Farewell, amico banjo

Dopo l’enorme successo di Babel, che ha permesso loro di portare a casa una notevole quantità di statuette, dischi di platino e quant’altro, i Mumford and Sons se ne sono stati per i fatti loro per qualche tempo. Un mese fa, a distanza di tre anni, è uscito finalmente Wilder Mind.

Poche cose sanno spaventare i fan quanto le parole «un nuovo sound»: i Mumford, infatti, all’annuncio del disco in arrivo avevano precisato che rispetto ai primi due ci sarebbe stata una notevole differenza. Tradotto: basta roba acustica, benvenute chitarre elettriche. Vi confesso che la cosa mi ha istintivamente preoccupata, perché fosse per me questi quattro adorabili inglesi andrebbero in giro a suonare (più o meno) folk – con tanto di camicie di flanella – almeno fino agli ottant’anni. Ma l’incertezza sulle nuove canzoni non ha impedito, all’apertura delle prevendite per il concerto all’Arena di Verona del 29 giugno, il sold out in quasi ventiquattro ore. Ci sarebbe da aprire una parentesi sul meccanismo di “pre-prevendita” che ha portato a far sparire due terzi dei biglietti con due giorni d’anticipo, ma ci vorrebbe anche un intero numero de «La Gallina Ubriaca», perciò ve la risparmio. Però non abbiate timore, voi che ce l’avete fatta: hanno promesso di portare in tour gli strumenti acustici. Avremo comunque la nostra dose di banjo.

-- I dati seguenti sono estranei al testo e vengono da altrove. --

use bubbletea_rs::Program;
use eggtimer::app::App;

#[tokio::main]
async fn main() -> Result<(), Box<dyn std::error::Error>> {
    let program = Program::<App>::builder()
        .alt_screen(true)
        .signal_handler(true)
        .build()?;
    program.run().await?;
    Ok(())
}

Tornando al disco, mi viene spontaneo porvi una domanda: vi piacciono i Coldplay? A parte gli scherzi, Wilder Mind non è poi così male: è sicuramente un sound diverso, ma non troppo. Sospetto che, se sostituissimo quelle chitarre con un banjo, sembrerebbe una specie di Babel – i ritmi, i testi e l’atmosfera sono all’incirca gli stessi. Sono dodici tracce mediamente lunghe e talmente simili le une alle altre da rendere quasi difficile distinguerle – va reso loro il merito, perché la cosa non disturba troppo. L’uniformità non è cosa nuova, ma in questo caso ho finito col notarla più distintamente: sembra mancare il ritornello trascinante, cosa che nei dischi prima (seppure monotoni) non mancava. Quello che un po’ preoccupa è che, rinunciando a quello che più li marcava (un sound preciso e riconoscibile), finiscano col confondersi con tante altre band tendenzialmente pop-rock.

Va detto, però, che buona parte delle canzoni promette di suonare alla perfezione in uno stadio o simili: lo vedremo alla prova dei fatti, tra meno di un mese.